For those unaware, the Ainu are an indigenous people mostly situated within the Hokkaido region of Japan. Once the dominant population of the region, estimates now place the Ainu population as low as 25,000-200,000. After national government policies (particularly during the Meiji era) sought to exert control on the region and forcibly assimilate Ainu into Japanese society, they and their traditions were almost wiped from Japan altogether.
The Ainu became a minority on their own land, and colonial policies that stripped them of that land are partially the reason so few Ainu still exist in Hokkaido today. The Ainu who haven’t assimilated into Japanese society are foreigners in their home country. Much of their traditions are no longer practicable, and the traditional villages they live in act as part-time tourist hubs for Japanese people to gawk and stare at their ‘foreign-ness’, as the Ainu perform traditional ceremonies and dress up like animals in a zoo to earn the money needed to put food on the table.
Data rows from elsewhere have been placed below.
use approx::assert_relative_eq;
use ndarray::{Array1, Array2, array};
use rand::rngs::StdRng;
use rand::{Rng, SeedableRng};
use rand_distr::StandardNormal;
use sparse_hypergrad::{
    Backward, Criterion, CrossVal, DesignMatrix, HypergradError, Implicit, Lasso, SolverOptions,
    alpha_max,
};

fn init_logging() {
    let _ = env_logger::builder().is_test(true).try_init();
}

fn regression(seed: u64, n_samples: usize, n_features: usize) -> (DesignMatrix, Array1<f64>) {
    let mut rng = StdRng::seed_from_u64(seed);
    let x = Array2::from_shape_fn((n_samples, n_features), |_| rng.sample(StandardNormal));
    let mut beta = Array1::<f64>::zeros(n_features);
    for (j, value) in [(0, 1.5), (2, -2.0), (5, 1.0)] {
        if j < n_features {
            beta[j] = value;
        }
    }
    let noise = Array1::from_shape_fn(n_samples, |_| 0.3 * rng.sample::<f64, _>(StandardNormal));
    let y = x.dot(&beta) + noise;
    (DesignMatrix::from(x), y)
}

fn tight() -> SolverOptions {
    SolverOptions {
        max_iter: 20_000,
        tol: 1e-12,
        compute_jac: true,
        backward: true,
    }
}

#[test]
fn cross_validated_gradient_matches_finite_differences() {
    init_logging();
    let (x, y) = regression(17, 60, 10);
    let cv = CrossVal::new(&x, &y, 5).unwrap();
    let log_alpha = array![(0.1 * alpha_max(&x, &y)).ln()];

    let result = Backward::new(cv.clone())
        .get_val_grad(&Lasso, &log_alpha, &tight(), &[], None)
        .unwrap();
    assert_eq!(result.warm_starts.len(), 5);

    let h = 1e-6;
    let plain = SolverOptions {
        compute_jac: false,
        ..tight()
    };
    let up = cv.get_val(&Lasso, &array![log_alpha[0] + h], &plain, &[]).unwrap();
    let down = cv.get_val(&Lasso, &array![log_alpha[0] - h], &plain, &[]).unwrap();
    let numeric = (up.value - down.value) / (2.0 * h);

    assert!(numeric.abs() > 1e-8);
    assert_eq!(result.grad[0].signum(), numeric.signum());
    assert!((result.grad[0] - numeric).abs() <= 0.1 * numeric.abs());
}

#[test]
fn parallel_folds_are_deterministic() {
    let (x, y) = regression(29, 45, 8);
    let engine = Backward::new(CrossVal::new(&x, &y, 3).unwrap());
    let log_alpha = array![(0.2 * alpha_max(&x, &y)).ln()];

    let first = engine.get_val_grad(&Lasso, &log_alpha, &tight(), &[], None).unwrap();
    for _ in 0..3 {
        let again = engine.get_val_grad(&Lasso, &log_alpha, &tight(), &[], None).unwrap();
        assert_eq!(again.value.to_bits(), first.value.to_bits());
        assert_eq!(again.grad, first.grad);
    }
}

#[test]
fn implicit_engine_serves_cross_validation() {
    let (x, y) = regression(31, 40, 6);
    let cv = CrossVal::new(&x, &y, 4).unwrap();
    let log_alpha = array![(0.1 * alpha_max(&x, &y)).ln()];

    let reverse = Backward::new(cv.clone())
        .get_val_grad(&Lasso, &log_alpha, &tight(), &[], None)
        .unwrap();
    let implicit = Implicit::new(cv)
        .get_val_grad(&Lasso, &log_alpha, &tight(), &[], None)
        .unwrap();
    assert_relative_eq!(reverse.grad, implicit.grad, max_relative = 1e-6, epsilon = 1e-8);
}

#[test]
fn fold_count_is_validated() {
    let (x, y) = regression(1, 6, 3);
    assert!(matches!(
        CrossVal::new(&x, &y, 1),
        Err(HypergradError::InvalidFolds { n_folds: 1, n_samples: 6 })
    ));
    assert!(matches!(
        CrossVal::new(&x, &y, 7),
        Err(HypergradError::InvalidFolds { n_folds: 7, n_samples: 6 })
    ));
    assert!(matches!(
        CrossVal::new(&x, &array![1.0, 2.0], 2),
        Err(HypergradError::DimensionMismatch { what: "response vector", .. })
    ));
}

#[test]
fn sparse_and_dense_cross_validation_agree() {
    let (x, y) = regression(2, 20, 4);
    let sparse = DesignMatrix::sparse_from_dense(&x.to_dense()).unwrap();
    let cv = CrossVal::new(&sparse, &y, 4).unwrap();
    let log_alpha = array![(0.1 * alpha_max(&x, &y)).ln()];

    let dense_result = Backward::new(CrossVal::new(&x, &y, 4).unwrap())
        .get_val_grad(&Lasso, &log_alpha, &tight(), &[], None)
        .unwrap();
    let sparse_result = Backward::new(cv)
        .get_val_grad(&Lasso, &log_alpha, &tight(), &[], None)
        .unwrap();
    assert_relative_eq!(dense_result.value, sparse_result.value, max_relative = 1e-8);
    assert_relative_eq!(dense_result.grad, sparse_result.grad, max_relative = 1e-8, epsilon = 1e-12);
}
It’s on this background of colonial legacy against the Ainu population that this coming-of-age drama is set, and it’s why I note the film’s documentarian viewpoint on events. Ainu Mosir follows 14-year-old Kanto as he tries to find a future for himself and understand his own identity. At an age of needing to consider a future high school to continue his education, he harbors wishes to leave the Ainu village he was raised within as a result of the othering he feels and the constraints of Ainu life. We witness this ‘othering’ first hand when tourists comment that ‘your Japanese is so good’, despite it being their native language since the Ainu language is all but extinct.
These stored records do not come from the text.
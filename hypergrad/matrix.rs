use faer::sparse::{SparseColMat, Triplet};
use ndarray::{Array1, Array2, ArrayView1, ArrayViewMut1, Axis};
use thiserror::Error;

#[derive(Error, Debug)]
pub enum MatrixError {
    #[error("Failed to assemble sparse design matrix from triplets: {0}")]
    SparseConstruction(String),
    #[error("Row index {index} is out of bounds for a design matrix with {nrows} rows.")]
    RowOutOfBounds { index: usize, nrows: usize },
}

/// Unified design matrix representation for dense and sparse workflows.
///
/// Every algorithm in the crate talks to the design through the column
/// primitives below; the storage `match` lives here and nowhere else.
#[derive(Clone)]
pub enum DesignMatrix {
    Dense(Array2<f64>),
    Sparse(SparseColMat<usize, f64>),
}

impl From<Array2<f64>> for DesignMatrix {
    fn from(matrix: Array2<f64>) -> Self {
        Self::Dense(matrix)
    }
}

impl From<SparseColMat<usize, f64>> for DesignMatrix {
    fn from(matrix: SparseColMat<usize, f64>) -> Self {
        Self::Sparse(matrix)
    }
}

impl DesignMatrix {
    /// Builds a compressed sparse column design from `(row, col, value)` entries.
    /// Duplicate entries are summed.
    pub fn sparse_from_triplets(
        nrows: usize,
        ncols: usize,
        entries: &[(usize, usize, f64)],
    ) -> Result<Self, MatrixError> {
        let triplets: Vec<Triplet<usize, usize, f64>> = entries
            .iter()
            .map(|&(row, col, value)| Triplet::new(row, col, value))
            .collect();
        let matrix = SparseColMat::<usize, f64>::try_new_from_triplets(nrows, ncols, &triplets)
            .map_err(|e| MatrixError::SparseConstruction(format!("{e:?}")))?;
        Ok(Self::Sparse(matrix))
    }

    /// Converts a dense array into compressed sparse column storage, keeping only
    /// the non-zero entries.
    pub fn sparse_from_dense(dense: &Array2<f64>) -> Result<Self, MatrixError> {
        let entries: Vec<(usize, usize, f64)> = dense
            .indexed_iter()
            .filter(|&(_, &value)| value != 0.0)
            .map(|((row, col), &value)| (row, col, value))
            .collect();
        Self::sparse_from_triplets(dense.nrows(), dense.ncols(), &entries)
    }

    pub fn nrows(&self) -> usize {
        match self {
            Self::Dense(matrix) => matrix.nrows(),
            Self::Sparse(matrix) => matrix.nrows(),
        }
    }

    pub fn ncols(&self) -> usize {
        match self {
            Self::Dense(matrix) => matrix.ncols(),
            Self::Sparse(matrix) => matrix.ncols(),
        }
    }

    pub fn is_sparse(&self) -> bool {
        matches!(self, Self::Sparse(_))
    }

    pub fn to_dense(&self) -> Array2<f64> {
        match self {
            Self::Dense(matrix) => matrix.clone(),
            Self::Sparse(matrix) => {
                let dense = matrix.as_ref().to_dense();
                Array2::from_shape_fn((dense.nrows(), dense.ncols()), |(i, j)| dense[(i, j)])
            }
        }
    }

    /// Squared Euclidean norm of every column.
    ///
    /// For sparse storage only the stored entries are visited, so the result is
    /// the same quantity the dense path computes, up to summation order.
    pub fn column_squared_norms(&self) -> Array1<f64> {
        match self {
            Self::Dense(matrix) => matrix.map_axis(Axis(0), |column| column.dot(&column)),
            Self::Sparse(matrix) => {
                let (symbolic, values) = matrix.parts();
                let col_ptr = symbolic.col_ptr();
                Array1::from_shape_fn(matrix.ncols(), |col| {
                    values[col_ptr[col]..col_ptr[col + 1]]
                        .iter()
                        .map(|v| v * v)
                        .sum()
                })
            }
        }
    }

    /// `X[:, j]ᵀ vector`
    pub fn column_dot(&self, col: usize, vector: ArrayView1<'_, f64>) -> f64 {
        match self {
            Self::Dense(matrix) => matrix.column(col).dot(&vector),
            Self::Sparse(matrix) => {
                let (symbolic, values) = matrix.parts();
                let col_ptr = symbolic.col_ptr();
                let row_idx = symbolic.row_idx();
                let mut acc = 0.0;
                for idx in col_ptr[col]..col_ptr[col + 1] {
                    acc += values[idx] * vector[row_idx[idx]];
                }
                acc
            }
        }
    }

    /// `output += scale * X[:, j]`
    pub fn column_axpy(&self, col: usize, scale: f64, mut output: ArrayViewMut1<'_, f64>) {
        match self {
            Self::Dense(matrix) => output.scaled_add(scale, &matrix.column(col)),
            Self::Sparse(matrix) => {
                let (symbolic, values) = matrix.parts();
                let col_ptr = symbolic.col_ptr();
                let row_idx = symbolic.row_idx();
                for idx in col_ptr[col]..col_ptr[col + 1] {
                    output[row_idx[idx]] += scale * values[idx];
                }
            }
        }
    }

    /// Column `j` of the Gram matrix, `Xᵀ X[:, j]`, without forming `XᵀX`.
    pub fn gram_column(&self, col: usize) -> Array1<f64> {
        match self {
            Self::Dense(matrix) => matrix.t().dot(&matrix.column(col)),
            Self::Sparse(matrix) => {
                let mut column = Array1::<f64>::zeros(matrix.nrows());
                self.column_axpy(col, 1.0, column.view_mut());
                self.transpose_vector_multiply(&column)
            }
        }
    }

    pub fn matrix_vector_multiply(&self, vector: &Array1<f64>) -> Array1<f64> {
        match self {
            Self::Dense(matrix) => matrix.dot(vector),
            Self::Sparse(matrix) => {
                let mut output = Array1::<f64>::zeros(matrix.nrows());
                for col in 0..matrix.ncols() {
                    let x = vector[col];
                    if x != 0.0 {
                        self.column_axpy(col, x, output.view_mut());
                    }
                }
                output
            }
        }
    }

    pub fn transpose_vector_multiply(&self, vector: &Array1<f64>) -> Array1<f64> {
        match self {
            Self::Dense(matrix) => matrix.t().dot(vector),
            Self::Sparse(matrix) => Array1::from_shape_fn(matrix.ncols(), |col| {
                self.column_dot(col, vector.view())
            }),
        }
    }

    /// Keeps the listed rows, in the listed order, with the same storage kind.
    pub fn select_rows(&self, rows: &[usize]) -> Result<Self, MatrixError> {
        let nrows = self.nrows();
        if let Some(&index) = rows.iter().find(|&&row| row >= nrows) {
            return Err(MatrixError::RowOutOfBounds { index, nrows });
        }
        match self {
            Self::Dense(matrix) => Ok(Self::Dense(matrix.select(Axis(0), rows))),
            Self::Sparse(matrix) => {
                let mut position = vec![None; nrows];
                for (new_row, &row) in rows.iter().enumerate() {
                    position[row] = Some(new_row);
                }
                let (symbolic, values) = matrix.parts();
                let col_ptr = symbolic.col_ptr();
                let row_idx = symbolic.row_idx();
                let mut entries = Vec::new();
                for col in 0..matrix.ncols() {
                    for idx in col_ptr[col]..col_ptr[col + 1] {
                        if let Some(new_row) = position[row_idx[idx]] {
                            entries.push((new_row, col, values[idx]));
                        }
                    }
                }
                Self::sparse_from_triplets(rows.len(), matrix.ncols(), &entries)
            }
        }
    }
}

/// Largest regularization strength with a non-empty Lasso solution:
/// `max_j |X[:, j]ᵀ y| / n_samples`.
pub fn alpha_max(x: &DesignMatrix, y: &Array1<f64>) -> f64 {
    let n_samples = x.nrows() as f64;
    x.transpose_vector_multiply(y)
        .iter()
        .fold(0.0_f64, |acc, v| acc.max(v.abs()))
        / n_samples
}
On the other hand, you have Debo, an older man who attempts to acquaint Kanto further with Ainu customs. To this end, he introduces him to the Forest of Light that supposedly connects to a village where dead people live, serving as a connection to his deceased father, alongside a bear cub Debo is secretly raising. While Kanto may be unaware that this bear will eventually be sacrificed to the gods during the planned revival of the iomante ritual, it gives him a purpose as he helps to raise it.
Much of the rest of the film plays with these parallel stories in interesting ways. It is during Kanto’s search for identity when, as both a part of the native people and as a person torn between a modern Japan and his roots, he feels unable to find an identity of his own.
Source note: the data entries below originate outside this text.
//! Reverse-mode hypergradients: replay the forward trace backwards.
//!
//! A forward solve in backward mode keeps one iterate per epoch and nothing
//! else. Because the proximal step is piecewise linear, its derivative at each
//! coordinate step is fixed by the sign the step produced, so transposing every
//! epoch in the opposite order reproduces `vᵀ ∂β/∂log_alpha` exactly for the
//! computation that was performed, with memory proportional to
//! `epochs × features`.

use crate::config::SolverOptions;
use crate::criterion::{Criterion, ValGrad};
use crate::faer_ndarray::FaerLinalgError;
use crate::matrix::{DesignMatrix, MatrixError};
use crate::models::Model;
use crate::solver::{self, ForwardSolution, SolverError, Trace, WarmStart, lipschitz_constants};
use ndarray::{Array1, ArrayView1};
use thiserror::Error;

#[derive(Error, Debug)]
pub enum HypergradError {
    #[error(
        "The forward solve recorded no trace. The backward pass needs a solve with `compute_jac = true` and `backward = true`."
    )]
    MissingTrace,
    #[error(
        "The forward solve produced no Jacobian. Forward and implicit differentiation need `compute_jac = true`."
    )]
    MissingJacobian,
    #[error("The linear system restricted to the support could not be factorized: {0}")]
    SingularSupport(#[from] FaerLinalgError),
    #[error("Dimension mismatch for {what}: expected {expected}, found {found}.")]
    DimensionMismatch {
        what: &'static str,
        expected: usize,
        found: usize,
    },
    #[error("The {what} has no samples.")]
    EmptySampleSet { what: &'static str },
    #[error("Cross-validation needs between 2 and {n_samples} folds, got {n_folds}.")]
    InvalidFolds { n_folds: usize, n_samples: usize },
    #[error("Forward solve failed: {0}")]
    Solver(#[from] SolverError),
    #[error("Design matrix operation failed: {0}")]
    Matrix(#[from] MatrixError),
}

/// Maps `(mask, dense)` of a fit to the direction on its support, typically
/// the gradient of a validation loss with respect to the coefficients.
pub type DirectionFn<'a> = dyn Fn(&Array1<bool>, &Array1<f64>) -> Array1<f64> + 'a;

/// Everything one differentiated solve hands back to its caller.
#[derive(Debug, Clone)]
pub struct BetaJacV {
    pub mask: Array1<bool>,
    pub dense: Array1<f64>,
    /// `vᵀ ∂β/∂log_alpha`, one entry per hyperparameter.
    pub jac_v: Array1<f64>,
    /// The same product, kept separately as the seed a caller may hand to the
    /// next call through [`WarmStart::jac_v`].
    pub warm_start_jac_v: Array1<f64>,
    pub n_iter: usize,
    pub converged: bool,
}

impl BetaJacV {
    pub(crate) fn new(solution: ForwardSolution, jac_v: Array1<f64>) -> Self {
        Self {
            mask: solution.mask,
            dense: solution.dense,
            warm_start_jac_v: jac_v.clone(),
            jac_v,
            n_iter: solution.n_iter,
            converged: solution.converged,
        }
    }

    pub fn warm_start(&self) -> WarmStart {
        WarmStart {
            mask: self.mask.clone(),
            dense: self.dense.clone(),
            jac_v: Some(self.warm_start_jac_v.clone()),
        }
    }
}

/// The capability a criterion needs from a differentiation engine: solve, then
/// return the Jacobian-vector product for the direction the criterion supplies.
pub trait HypergradEngine {
    #[allow(clippy::too_many_arguments)]
    fn get_beta_jac_v<M: Model + ?Sized>(
        &self,
        x: &DesignMatrix,
        y: &Array1<f64>,
        log_alpha: &Array1<f64>,
        model: &M,
        get_v: &DirectionFn<'_>,
        warm_start: Option<&WarmStart>,
        options: &SolverOptions,
        full_jac_v: bool,
    ) -> Result<BetaJacV, HypergradError>;
}

/// Full-length direction: zero off the support, `get_v(mask, dense)` on it.
pub(crate) fn full_direction(
    mask: &Array1<bool>,
    dense: &Array1<f64>,
    get_v: &DirectionFn<'_>,
) -> Result<Array1<f64>, HypergradError> {
    let on_support = get_v(mask, dense);
    if on_support.len() != dense.len() {
        return Err(HypergradError::DimensionMismatch {
            what: "direction on the support",
            expected: dense.len(),
            found: on_support.len(),
        });
    }
    Ok(solver::embed_support(mask, &on_support))
}

pub(crate) fn check_seed(
    seed: Option<&Array1<f64>>,
    n_hyperparams: usize,
) -> Result<(), HypergradError> {
    match seed {
        Some(seed) if seed.len() != n_hyperparams => Err(HypergradError::DimensionMismatch {
            what: "Jacobian-vector seed",
            expected: n_hyperparams,
            found: seed.len(),
        }),
        _ => Ok(()),
    }
}

/// Reverse replay of a forward trace.
///
/// Starting from the model's accumulator (zero, or `jac_v0`), each recorded
/// epoch is transposed from the newest to the oldest. `v` is copied and the
/// copy is consumed as the running adjoint. The replay order is the exact
/// reverse of the forward order; floating-point results depend on it.
pub fn get_only_jac_backward<M: Model + ?Sized>(
    x: &DesignMatrix,
    alpha: ArrayView1<'_, f64>,
    trace: &Trace,
    v: &Array1<f64>,
    model: &M,
    jac_v0: Option<&Array1<f64>>,
) -> Array1<f64> {
    let lipschitz = lipschitz_constants(x);
    let mut adjoint = v.clone();
    let mut jac_t_v = model.init_g_backward(jac_v0, x.ncols());
    for iterate in trace.iter().rev() {
        jac_t_v = model.update_bcd_jac_backward(x, alpha, jac_t_v, iterate, &mut adjoint, &lipschitz);
    }
    jac_t_v
}

/// Reverse-mode engine. Optionally owns the criterion it serves.
#[derive(Debug, Clone, Default)]
pub struct Backward<C = ()> {
    criterion: C,
}

impl Backward {
    /// An engine with no criterion attached, for direct `get_beta_jac_v` calls.
    pub fn standalone() -> Self {
        Self { criterion: () }
    }
}

impl<C> Backward<C> {
    pub fn new(criterion: C) -> Self {
        Self { criterion }
    }
}

impl<C: Criterion + Sync> Backward<C> {
    /// Value and hypergradient of the attached criterion at `log_alpha`, with
    /// this engine providing the Jacobian-vector products.
    pub fn get_val_grad<M: Model + Sync + ?Sized>(
        &self,
        model: &M,
        log_alpha: &Array1<f64>,
        options: &SolverOptions,
        warm_starts: &[WarmStart],
        beta_star: Option<&Array1<f64>>,
    ) -> Result<ValGrad, HypergradError> {
        self.criterion
            .get_val_grad(model, log_alpha, self, options, warm_starts, beta_star)
    }
}

impl<C> HypergradEngine for Backward<C> {
    fn get_beta_jac_v<M: Model + ?Sized>(
        &self,
        x: &DesignMatrix,
        y: &Array1<f64>,
        log_alpha: &Array1<f64>,
        model: &M,
        get_v: &DirectionFn<'_>,
        warm_start: Option<&WarmStart>,
        options: &SolverOptions,
        full_jac_v: bool,
    ) -> Result<BetaJacV, HypergradError> {
        let seed = warm_start.and_then(|warm| warm.jac_v.as_ref());
        check_seed(seed, model.n_hyperparams(x.ncols()))?;

        let mut solution = solver::solve(x, y, log_alpha, model, warm_start, options)?;
        let trace = solution.trace.take().ok_or(HypergradError::MissingTrace)?;
        let v = full_direction(&solution.mask, &solution.dense, get_v)?;

        let alpha = log_alpha.mapv(f64::exp);
        let mut jac_v = get_only_jac_backward(x, alpha.view(), &trace, &v, model, seed);
        if !full_jac_v {
            jac_v = model.get_mask_jac_v(&solution.mask, jac_v);
        }
        log::debug!(
            "backward replay over {} epochs for {}: |jac_v|_inf = {:.3e}",
            trace.len(),
            model.name(),
            jac_v.iter().fold(0.0_f64, |acc, value| acc.max(value.abs()))
        );
        Ok(BetaJacV::new(solution, jac_v))
    }
}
Coupled with the documentarian approach to Kanto’s story and Ainu culture, authenticity sits at the core of Ainu Mosir. Alongside being filmed on location, much of the cast is made up of amateur actors who are Ainu themselves, and it’s been noted that the story of the film was influenced by their own experiences. This grounds the film in a sense of reality that draws you in and increases your investment with Kanto and the entire village. The performances are strong, as well, especially from Kanto (Kanto Shimamura), who conveys a lot of emotion on his face despite saying relatively little throughout the film.
It’s this authenticity that makes the iomante ritual so powerful as a central aspect of the story. This ritual means different things to different people within the Ainu village, whether that be Kanto’s sense of purpose in raising the bear or Debo’s sense of reclaiming Ainu heritage by performing a ritual solely for their Ainu beliefs, especially through his desire to shut off outsiders to conduct it solely for the village itself. When contrasted with the coldness of the tourists or Kanto’s rock-and-roll group performing ‘Johnny B. Goode’, the iomante becomes a symbol of identity contrasted against outside forces.
Ainu Mosir has all the hallmarks of an engaging tale that challenges the viewer to consider the questions of native heritage and attitudes towards native cultures, wrapped in a tale of family loss and identity. To an extent, it succeeds with this. But it’s not perfect.
The documentary feel of the film is a blessing and a curse. It allows for a wider look at Ainu culture’s place in the modern day, but this creates a stand-off approach to the film that feels less personal and more observational. It’s difficult to fully invest in particular characters when the double-edged sword of the documentarian film approach prevents us from getting too close to them. Certain key emotional moments fall flat as a result.
Still, this is a great movie on a rarely discussed topic. Few Japanese films cover Ainu culture at all, never mind discuss its place in modern Japan like this film. Even if it’s not perfect, it’s a film I can easily recommend to anyone with a Netflix subscription.
Ainu Mosir is available in 16 countries, including the US, Canada and the UK, via Netflix.